Sin embargo, estos "analistas" olvidaron mencionar que durante años formó parte de la Comisión de Presupuesto del Congreso como asesora de la bancada del Partido de los Trabajadores (PT) en la Cámara de Diputados, fue secretaria municipal y estatal, directora financiera de Itaipú Binacional, senadora, diputada federal y jefa de Gabinete. Un currículum que no puede ignorarse en un análisis serio.
Y es este resumen el que desmiente otro disparate absoluto contenido en estos "análisis": que el nuevo ministro representaría una derrota para Haddad, actuando como contrapunto del ministro de Finanzas. Solo quienes desconocen el verdadero modus vivendi de los debates internos del Partido de los Trabajadores, o quienes actúan con mala voluntad o mal carácter, podrían afirmar que Gleisi se prestaría a la implosión de su propio gobierno con un debate irresponsable e inapropiado.

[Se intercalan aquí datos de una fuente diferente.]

//! Unit-of-work contract and SQLite implementation.
//!
//! # Responsibility
//! - Provide explicit transaction boundaries over one session.
//! - Translate store failures on mutation paths into `Conflict`.
//!
//! # Invariants
//! - At most one explicit transaction is active; nesting is rejected.
//! - `commit` ends in either a full commit or a full rollback.
//! - A failed save or commit leaves the change set matching the store,
//!   except for entities still pending add.
//! - After `dispose`, every operation fails with `UseAfterDispose`.

use crate::db::SessionConfig;
use crate::entity::Entity;
use crate::error::{StoreError, StoreResult};
use crate::repo::entity_repo::SqliteRepository;
use crate::session::Session;
use log::{error, info, warn};
use rusqlite::Connection;
use std::time::Instant;

/// Lifecycle state of a unit of work.
#[derive(Debug, Clone, Copy, PartialEq, Eq)]
pub enum UnitOfWorkState {
    Idle,
    InTransaction,
    Disposed,
}

/// Transaction coordinator contract.
pub trait UnitOfWork {
    /// Starts an explicit transaction.
    fn begin(&self) -> StoreResult<&Self>;

    /// Flushes the change set. Returns the number of rows written.
    fn save(&self) -> StoreResult<usize>;

    /// Saves, then commits the explicit transaction if one is active.
    fn commit(&self) -> StoreResult<()>;

    /// Rolls back the explicit transaction and discards local edits.
    fn rollback_transaction(&self) -> StoreResult<()>;

    /// Re-synchronizes every tracked entity not pending add with the store.
    fn rollback_states(&self) -> StoreResult<()>;

    /// Releases the transaction and the session. Idempotent.
    fn dispose(&self);

    fn state(&self) -> UnitOfWorkState;
}

/// Unit of work owning a SQLite session.
pub struct SqliteUnitOfWork {
    session: Session,
}

impl SqliteUnitOfWork {
    pub fn new(conn: Connection) -> Self {
        Self {
            session: Session::new(conn),
        }
    }

    pub fn with_config(conn: Connection, config: &SessionConfig) -> Self {
        Self {
            session: Session::with_config(conn, config),
        }
    }

    /// Session shared with repositories created for this unit of work.
    pub fn session(&self) -> &Session {
        &self.session
    }

    /// Creates a repository for `E` over this unit of work's session.
    pub fn repository<E: Entity>(&self) -> SqliteRepository<'_, E> {
        SqliteRepository::new(&self.session)
    }

    pub fn has_changes(&self) -> bool {
        self.session.has_changes()
    }

    fn restore_states_after_failure(&self, operation: &str) {
        if let Err(err) = self.session.reload_tracked() {
            error!(
                "event=uow_rollback_states module=uow status=error trigger={} error={}",
                operation, err
            );
        }
    }
}

impl UnitOfWork for SqliteUnitOfWork {
    fn begin(&self) -> StoreResult<&Self> {
        self.session.ensure_open()?;
        self.session.begin()?;
        info!("event=uow_begin module=uow status=ok");
        Ok(self)
    }

    fn save(&self) -> StoreResult<usize> {
        let started_at = Instant::now();
        match self.session.flush() {
            Ok(written) => {
                self.session.accept_changes();
                info!(
                    "event=uow_save module=uow status=ok rows={} duration_ms={}",
                    written,
                    started_at.elapsed().as_millis()
                );
                Ok(written)
            }
            Err(StoreError::Storage(cause)) => {
                warn!(
                    "event=uow_save module=uow status=error error_code=save_failed duration_ms={} error={}",
                    started_at.elapsed().as_millis(),
                    cause
                );
                self.restore_states_after_failure("save");
                Err(StoreError::Conflict(cause))
            }
            Err(err) => Err(err),
        }
    }

    fn commit(&self) -> StoreResult<()> {
        self.session.ensure_open()?;
        let started_at = Instant::now();
        let outcome = self.save().and_then(|_| self.session.commit_transaction());

        match outcome {
            Ok(()) => {
                info!(
                    "event=uow_commit module=uow status=ok duration_ms={}",
                    started_at.elapsed().as_millis()
                );
                Ok(())
            }
            Err(err) => {
                warn!(
                    "event=uow_commit module=uow status=error error_code=commit_failed duration_ms={} error={}",
                    started_at.elapsed().as_millis(),
                    err
                );
                if let Err(rollback_err) = self.rollback_transaction() {
                    error!(
                        "event=uow_rollback module=uow status=error trigger=commit error={}",
                        rollback_err
                    );
                }
                Err(match err {
                    StoreError::Storage(cause) => StoreError::Conflict(cause),
                    other => other,
                })
            }
        }
    }

    fn rollback_transaction(&self) -> StoreResult<()> {
        self.session.ensure_open()?;
        let was_active = self.session.in_transaction();
        // The store must be rolled back first so reloads observe the
        // pre-transaction rows.
        if let Err(err) = self.session.rollback_transaction() {
            self.restore_states_after_failure("rollback");
            return Err(err);
        }
        self.rollback_states()?;
        info!(
            "event=uow_rollback module=uow status=ok transaction_active={}",
            was_active
        );
        Ok(())
    }

    fn rollback_states(&self) -> StoreResult<()> {
        let refreshed = self.session.reload_tracked()?;
        info!(
            "event=uow_rollback_states module=uow status=ok refreshed={}",
            refreshed
        );
        Ok(())
    }

    fn dispose(&self) {
        if self.session.close() {
            info!("event=uow_dispose module=uow status=ok");
        }
    }

    fn state(&self) -> UnitOfWorkState {
        if !self.session.is_open() {
            UnitOfWorkState::Disposed
        } else if self.session.in_transaction() {
            UnitOfWorkState::InTransaction
        } else {
            UnitOfWorkState::Idle
        }
    }
}

impl Drop for SqliteUnitOfWork {
    fn drop(&mut self) {
        self.dispose();
    }
}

Bueno, si es responsable de la coordinación política, es lógico que participe en el debate interno sobre política económica, así como sobre política ambiental, salud, educación, asistencia social y empleo, en todos los ámbitos. Para poder coordinar, obviamente tiene que participar en todos los debates. Será ministra, no una mensajera del gobierno ante el Congreso, y mucho menos una despachadora de parlamentarios.
Ahora bien, cualquiera que la haya seguido en los espacios en los que ha trabajado sabe que la determinación y la conciencia del rol que desempeña son sus principales características. Por lo tanto, a los analistas que apuestan por el ruido, lamento informarles: perderán.
*Este es un artículo de opinión, responsabilidad del autor, y no refleja la opinión de Brasil 247.